▶ _Exercise brief_
Among the entries that follow, find the lines containing the string "true" and copy them.

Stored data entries
-*-
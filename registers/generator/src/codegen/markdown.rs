// Licensed under the Apache-2.0 license

//! Markdown documentation target.

use super::{field_notes, FieldIdents, Formulas};
use crate::access::Dialect;
use crate::config::EmitOptions;
use crate::output::GeneratedRegisterFile;
use crate::util::hex_const;
use std::fmt::{Result, Write};

pub(super) fn render(file: &GeneratedRegisterFile, options: &EmitOptions, out: &mut String) -> Result {
    if let Some(provenance) = &options.provenance {
        for line in provenance.lines() {
            writeln!(out, "<!-- {} -->", comment_safe(&line))?;
        }
        writeln!(out)?;
    }
    writeln!(out, "# {}", cell(&file.name))?;
    writeln!(out)?;
    writeln!(out, "| Property | Value |")?;
    writeln!(out, "| --- | --- |")?;
    writeln!(out, "| Data width | {} bits |", file.data_width)?;
    writeln!(out, "| Address width | {} bits |", file.address_width)?;
    writeln!(out, "| Size | {} bytes |", hex_const(file.size()))?;

    writeln!(out)?;
    writeln!(out, "## Register map")?;
    writeln!(out)?;
    writeln!(out, "| Address | Register | Access | Reset | Description |")?;
    writeln!(out, "| --- | --- | --- | --- | --- |")?;
    for reg in &file.registers {
        writeln!(
            out,
            "| {} | {} | {} | {} | {} |",
            hex_const(reg.address),
            cell(&reg.name),
            reg.access,
            reg.reset.map(hex_const).unwrap_or_else(|| "-".into()),
            cell(&reg.description)
        )?;
    }

    writeln!(out)?;
    writeln!(out, "## Fields")?;
    for reg in &file.registers {
        writeln!(out)?;
        writeln!(out, "### {} ({})", cell(&reg.name), hex_const(reg.address))?;
        writeln!(out)?;
        writeln!(out, "| Bits | Field | Access | Reset | Mask | Description |")?;
        writeln!(out, "| --- | --- | --- | --- | --- | --- |")?;
        for field in reg.fields.iter().rev() {
            let bits = if field.width == 1 {
                format!("[{}]", field.position)
            } else {
                format!("[{}:{}]", field.position + field.width - 1, field.position)
            };
            let mut description = cell(&field.description);
            if let Some(lock) = &field.locked_by {
                if !description.is_empty() {
                    description.push(' ');
                }
                description.push_str(&format!("Locked by `{lock}`."));
            }
            writeln!(
                out,
                "| {bits} | {} | {} | {} | {} | {description} |",
                cell(&field.name),
                field.access,
                field.reset.map(hex_const).unwrap_or_else(|| "-".into()),
                hex_const(field.mask)
            )?;
        }
    }

    writeln!(out)?;
    writeln!(out, "## Access behaviour")?;
    writeln!(out)?;
    writeln!(out, "| Field | Read | Write | After read | Notes |")?;
    writeln!(out, "| --- | --- | --- | --- | --- |")?;
    for reg in &file.registers {
        for field in &reg.fields {
            let idents = FieldIdents::new(file, reg, field);
            let formulas = Formulas::new(field, &idents, Dialect::C);
            let location = if field.implicit {
                cell(&reg.name)
            } else {
                format!("{}.{}", cell(&reg.name), cell(&field.name))
            };
            writeln!(
                out,
                "| {location} | {} | {} | {} | {} |",
                code(formulas.read.as_deref()),
                code(formulas.write.as_deref()),
                code(formulas.after_read.as_deref()),
                cell(&field_notes(field).join("; "))
            )?;
        }
    }

    writeln!(out)?;
    writeln!(out, "## Memory layout")?;
    writeln!(out)?;
    if !file.overlay_is_exact() {
        writeln!(
            out,
            "> Declaration order does not match the address map; record member offsets differ from the register addresses."
        )?;
        writeln!(out)?;
    }
    writeln!(out, "| Member | Offset | Software access |")?;
    writeln!(out, "| --- | --- | --- |")?;
    for reg in &file.registers {
        let access = match (reg.can_read(), reg.can_write()) {
            (true, true) => "read/write",
            (true, false) => "read",
            _ => "write",
        };
        writeln!(
            out,
            "| {} | {} | {access} |",
            cell(&reg.name),
            hex_const(reg.address)
        )?;
    }
    Ok(())
}

/// HTML comment text with no `--` left anywhere.
fn comment_safe(text: &str) -> String {
    let mut text = text.replace('\n', " ");
    while text.contains("--") {
        text = text.replace("--", "- -");
    }
    text
}

/// Table cell text: one line, pipes escaped.
fn cell(text: &str) -> String {
    text.split_whitespace()
        .collect::<Vec<_>>()
        .join(" ")
        .replace('|', "\\|")
}

fn code(formula: Option<&str>) -> String {
    match formula {
        Some(formula) => format!("`{}`", formula.replace('|', "\\|")),
        None => "-".to_string(),
    }
}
-*-
▶ _Your solution_
            (true, true) => "read/write",
            (true, false) => "read",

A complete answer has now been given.